──────── DATA EXCERPTS ────────

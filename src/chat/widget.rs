use crate::client::models::{ChatMode, ChatRequest, ChatResponse};
use crate::client::ClientResult;

use super::{ChatBackend, Message, WidgetState, APOLOGY_MESSAGE, SEND_ERROR_BANNER};

/// A submitted message waiting for its response.
///
/// Produced by [`ChatWidget::begin_send`] and consumed by
/// [`ChatWidget::complete_send`].
#[derive(Debug)]
pub struct PendingSend {
    request: ChatRequest,
    generation: u64,
}

impl PendingSend {
    pub fn request(&self) -> &ChatRequest {
        &self.request
    }
}

/// What a send attempt ended with
#[derive(Debug, Clone, Copy, PartialEq, Eq)]
pub enum SendOutcome {
    /// Input was blank or a send was already in flight; nothing changed
    Rejected,
    /// The AI answer was appended
    Delivered,
    /// The request failed; banner set and apology appended
    Failed,
    /// The mode changed while the request was in flight; the answer was dropped
    Discarded,
}

/// Conversational widget state
#[derive(Debug)]
pub struct ChatWidget<B> {
    backend: B,
    session_id: String,
    mode: ChatMode,
    transcript: Vec<Message>,
    input: String,
    state: WidgetState,
    generation: u64,
}

impl<B: ChatBackend> ChatWidget<B> {
    /// Create a widget showing the greeting for `mode`
    pub fn new(backend: B, session_id: impl Into<String>, mode: ChatMode) -> Self {
        Self {
            backend,
            session_id: session_id.into(),
            mode,
            transcript: vec![Message::greeting(mode)],
            input: String::new(),
            state: WidgetState::Idle,
            generation: 0,
        }
    }

    pub fn backend(&self) -> &B {
        &self.backend
    }

    pub fn session_id(&self) -> &str {
        &self.session_id
    }

    /// Point the widget at another session (e.g. after a reset)
    pub fn set_session_id(&mut self, session_id: impl Into<String>) {
        self.session_id = session_id.into();
    }

    pub fn mode(&self) -> ChatMode {
        self.mode
    }

    pub fn transcript(&self) -> &[Message] {
        &self.transcript
    }

    pub fn state(&self) -> &WidgetState {
        &self.state
    }

    /// Whether the typing indicator is shown
    pub fn is_typing(&self) -> bool {
        self.state == WidgetState::Sending
    }

    /// Banner text after a failed send
    pub fn error(&self) -> Option<&str> {
        match &self.state {
            WidgetState::Error(reason) => Some(reason),
            _ => None,
        }
    }

    pub fn input(&self) -> &str {
        &self.input
    }

    pub fn set_input(&mut self, text: impl Into<String>) {
        self.input = text.into();
    }

    /// Whether a submit would be accepted
    pub fn can_submit(&self) -> bool {
        !self.is_typing() && !self.input.trim().is_empty()
    }

    /// Switch mode and restart the transcript with that mode's greeting.
    ///
    /// Allowed in any state. Setting the current mode again is a no-op. An
    /// in-flight request is not cancelled, but its response will be discarded.
    pub fn set_mode(&mut self, mode: ChatMode) {
        if mode == self.mode {
            return;
        }
        self.mode = mode;
        self.reset_transcript();
        tracing::debug!(mode = %mode, generation = self.generation, "Chat mode changed");
    }

    /// Start over with just the greeting for the current mode. A response
    /// still in flight is discarded when it arrives.
    pub fn reset_transcript(&mut self) {
        self.generation += 1;
        self.transcript = vec![Message::greeting(self.mode)];
    }

    pub fn toggle_mode(&mut self) {
        self.set_mode(self.mode.toggled());
    }

    /// The SQL to display for `message`, shown only in admin mode
    pub fn diagnostic_query<'a>(&self, message: &'a Message) -> Option<&'a str> {
        match self.mode {
            ChatMode::Admin => message.sql_query.as_deref(),
            ChatMode::Normal => None,
        }
    }

    /// Accept the current input: append it, clear input and error, enter
    /// `Sending`. Returns `None` (and changes nothing) when the submit is
    /// rejected.
    pub fn begin_send(&mut self) -> Option<PendingSend> {
        if !self.can_submit() {
            return None;
        }

        let text = std::mem::take(&mut self.input);
        self.transcript.push(Message::user(text.clone()));
        self.state = WidgetState::Sending;

        Some(PendingSend {
            request: ChatRequest {
                message: text,
                mode: self.mode,
                session_id: self.session_id.clone(),
            },
            generation: self.generation,
        })
    }

    /// Apply the result of a request started by [`begin_send`](Self::begin_send)
    pub fn complete_send(
        &mut self,
        pending: PendingSend,
        result: ClientResult<ChatResponse>,
    ) -> SendOutcome {
        if pending.generation != self.generation {
            tracing::debug!(
                requested = pending.generation,
                current = self.generation,
                "Dropping chat response from before a mode change"
            );
            if self.is_typing() {
                self.state = WidgetState::Idle;
            }
            return SendOutcome::Discarded;
        }

        match result {
            Ok(response) => {
                self.transcript.push(Message {
                    sql_query: response.sql_query,
                    ..Message::ai(response.message)
                });
                self.state = WidgetState::Idle;
                SendOutcome::Delivered
            }
            Err(e) => {
                tracing::error!(error = %e, session_id = %self.session_id, "Chat error");
                self.state = WidgetState::Error(SEND_ERROR_BANNER.to_string());
                self.transcript.push(Message::ai(APOLOGY_MESSAGE));
                SendOutcome::Failed
            }
        }
    }

    /// Submit the current input and wait for the answer
    pub async fn send(&mut self) -> SendOutcome {
        let Some(pending) = self.begin_send() else {
            return SendOutcome::Rejected;
        };
        let result = self.backend.send_message(pending.request()).await;
        self.complete_send(pending, result)
    }
}

#[cfg(test)]
mod tests {
    use super::*;
    use crate::chat::{Sender, ADMIN_GREETING, NORMAL_GREETING};
    use crate::client::ClientError;
    use async_trait::async_trait;
    use std::collections::VecDeque;
    use std::sync::Mutex;

    /// Backend answering from a script and recording what it was sent
    #[derive(Default)]
    struct ScriptedBackend {
        replies: Mutex<VecDeque<ClientResult<ChatResponse>>>,
        seen: Mutex<Vec<ChatRequest>>,
    }

    impl ScriptedBackend {
        fn replying(replies: Vec<ClientResult<ChatResponse>>) -> Self {
            Self {
                replies: Mutex::new(replies.into()),
                seen: Mutex::default(),
            }
        }
    }

    #[async_trait]
    impl ChatBackend for ScriptedBackend {
        async fn send_message(&self, request: &ChatRequest) -> ClientResult<ChatResponse> {
            self.seen.lock().unwrap().push(request.clone());
            self.replies
                .lock()
                .unwrap()
                .pop_front()
                .expect("no scripted reply left")
        }
    }

    fn reply(text: &str, sql: Option<&str>, mode: ChatMode) -> ClientResult<ChatResponse> {
        Ok(ChatResponse {
            message: text.to_string(),
            sql_query: sql.map(str::to_string),
            mode,
        })
    }

    fn failure() -> ClientResult<ChatResponse> {
        Err(ClientError::Status {
            context: "Failed to send message",
            status: 500,
            status_text: "Internal Server Error".to_string(),
        })
    }

    fn widget(replies: Vec<ClientResult<ChatResponse>>) -> ChatWidget<ScriptedBackend> {
        ChatWidget::new(
            ScriptedBackend::replying(replies),
            "session_1_abc",
            ChatMode::Normal,
        )
    }

    #[test]
    fn test_starts_with_greeting() {
        let w = widget(vec![]);
        assert_eq!(w.transcript(), &[Message::ai(NORMAL_GREETING)]);
        assert_eq!(w.state(), &WidgetState::Idle);

        let admin = ChatWidget::new(ScriptedBackend::default(), "s", ChatMode::Admin);
        assert_eq!(admin.transcript()[0].text, ADMIN_GREETING);
    }

    #[tokio::test]
    async fn test_greeting_scenario() {
        let mut w = widget(vec![reply("Привет! Чем помогу?", None, ChatMode::Normal)]);
        w.set_input("Привет");

        assert_eq!(w.send().await, SendOutcome::Delivered);
        assert_eq!(
            w.transcript(),
            &[
                Message::ai(NORMAL_GREETING),
                Message::user("Привет"),
                Message::ai("Привет! Чем помогу?"),
            ]
        );
        assert_eq!(w.state(), &WidgetState::Idle);
        assert_eq!(w.input(), "");

        let seen = w.backend().seen.lock().unwrap();
        assert_eq!(seen[0].session_id, "session_1_abc");
        assert_eq!(seen[0].mode, ChatMode::Normal);
    }

    #[tokio::test]
    async fn test_blank_input_rejected() {
        let mut w = widget(vec![]);
        for blank in ["", "   ", "\n\t"] {
            w.set_input(blank);
            assert!(!w.can_submit());
            assert_eq!(w.send().await, SendOutcome::Rejected);
            assert_eq!(w.transcript().len(), 1);
        }
        assert!(w.backend().seen.lock().unwrap().is_empty());
    }

    #[test]
    fn test_submit_rejected_while_sending() {
        let mut w = widget(vec![]);
        w.set_input("первое");
        let pending = w.begin_send().unwrap();
        assert!(w.is_typing());

        w.set_input("второе");
        assert!(w.begin_send().is_none());
        assert_eq!(w.transcript().len(), 2);
        assert_eq!(w.input(), "второе");

        w.complete_send(pending, reply("ok", None, ChatMode::Normal));
        assert!(w.can_submit());
    }

    #[tokio::test]
    async fn test_failed_send() {
        let mut w = widget(vec![failure()]);
        w.set_input("Сколько сообщений?");

        assert_eq!(w.send().await, SendOutcome::Failed);
        assert_eq!(w.transcript().len(), 3);
        assert_eq!(w.transcript()[1], Message::user("Сколько сообщений?"));
        assert_eq!(w.transcript()[2], Message::ai(APOLOGY_MESSAGE));
        assert_eq!(w.error(), Some(SEND_ERROR_BANNER));
        assert!(!w.is_typing());
    }

    #[tokio::test]
    async fn test_next_submit_clears_error() {
        let mut w = widget(vec![failure(), reply("готово", None, ChatMode::Normal)]);
        w.set_input("раз");
        w.send().await;
        assert!(w.error().is_some());

        w.set_input("два");
        let pending = w.begin_send().unwrap();
        assert_eq!(w.error(), None);
        assert_eq!(w.state(), &WidgetState::Sending);

        let result = w.backend().send_message(pending.request()).await;
        assert_eq!(w.complete_send(pending, result), SendOutcome::Delivered);
        assert_eq!(w.transcript().len(), 5);
    }

    #[tokio::test]
    async fn test_toggle_resets_transcript() {
        let mut w = widget(vec![reply("a", None, ChatMode::Normal)]);
        w.set_input("q");
        w.send().await;
        assert_eq!(w.transcript().len(), 3);

        w.toggle_mode();
        assert_eq!(w.mode(), ChatMode::Admin);
        assert_eq!(w.transcript(), &[Message::ai(ADMIN_GREETING)]);

        w.toggle_mode();
        assert_eq!(w.transcript(), &[Message::ai(NORMAL_GREETING)]);
    }

    #[tokio::test]
    async fn test_setting_current_mode_keeps_transcript() {
        let mut w = widget(vec![reply("a", None, ChatMode::Normal)]);
        w.set_input("q");
        w.send().await;

        w.set_mode(ChatMode::Normal);
        assert_eq!(w.transcript().len(), 3);
        assert_eq!(w.mode(), ChatMode::Normal);
    }

    #[test]
    fn test_reset_transcript_discards_in_flight_answer() {
        let mut w = widget(vec![]);
        w.set_input("вопрос");
        let pending = w.begin_send().unwrap();

        w.reset_transcript();
        assert_eq!(w.transcript(), &[Message::ai(NORMAL_GREETING)]);

        let outcome = w.complete_send(pending, reply("поздно", None, ChatMode::Normal));
        assert_eq!(outcome, SendOutcome::Discarded);
        assert_eq!(w.transcript().len(), 1);
        assert_eq!(w.state(), &WidgetState::Idle);
    }

    #[tokio::test]
    async fn test_sql_shown_only_in_admin_mode() {
        let mut w = widget(vec![reply(
            "Всего 42 сообщения",
            Some("SELECT COUNT(*) FROM messages"),
            ChatMode::Admin,
        )]);
        w.set_mode(ChatMode::Admin);
        w.set_input("Сколько сообщений?");
        w.send().await;

        let answer = w.transcript().last().unwrap().clone();
        assert_eq!(answer.sender, Sender::Ai);
        assert_eq!(
            w.diagnostic_query(&answer),
            Some("SELECT COUNT(*) FROM messages")
        );

        w.set_mode(ChatMode::Normal);
        assert_eq!(w.diagnostic_query(&answer), None);
    }

    #[test]
    fn test_stale_response_discarded_after_mode_change() {
        let mut w = widget(vec![]);
        w.set_input("вопрос");
        let pending = w.begin_send().unwrap();

        w.toggle_mode();
        assert!(w.is_typing(), "toggle does not cancel the in-flight send");

        let outcome = w.complete_send(pending, reply("старый ответ", None, ChatMode::Normal));
        assert_eq!(outcome, SendOutcome::Discarded);
        assert_eq!(w.transcript(), &[Message::ai(ADMIN_GREETING)]);
        assert_eq!(w.state(), &WidgetState::Idle);
    }

    #[test]
    fn test_stale_failure_does_not_set_error() {
        let mut w = widget(vec![]);
        w.set_input("вопрос");
        let pending = w.begin_send().unwrap();
        w.set_mode(ChatMode::Admin);

        assert_eq!(w.complete_send(pending, failure()), SendOutcome::Discarded);
        assert_eq!(w.error(), None);
        assert_eq!(w.transcript().len(), 1);
    }

    #[test]
    fn test_session_id_used_in_requests() {
        let mut w = widget(vec![]);
        w.set_session_id("session_2_xyz");
        w.set_input("привет");
        let pending = w.begin_send().unwrap();
        assert_eq!(pending.request().session_id, "session_2_xyz");
        assert_eq!(pending.request().message, "привет");
    }
}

────────

• **DESCRIPTION OF THE TASK**
In the entries above, find each line with "второе" and list it.

• **REPLY**
        w.set_input("второе");
        assert_eq!(w.input(), "второе");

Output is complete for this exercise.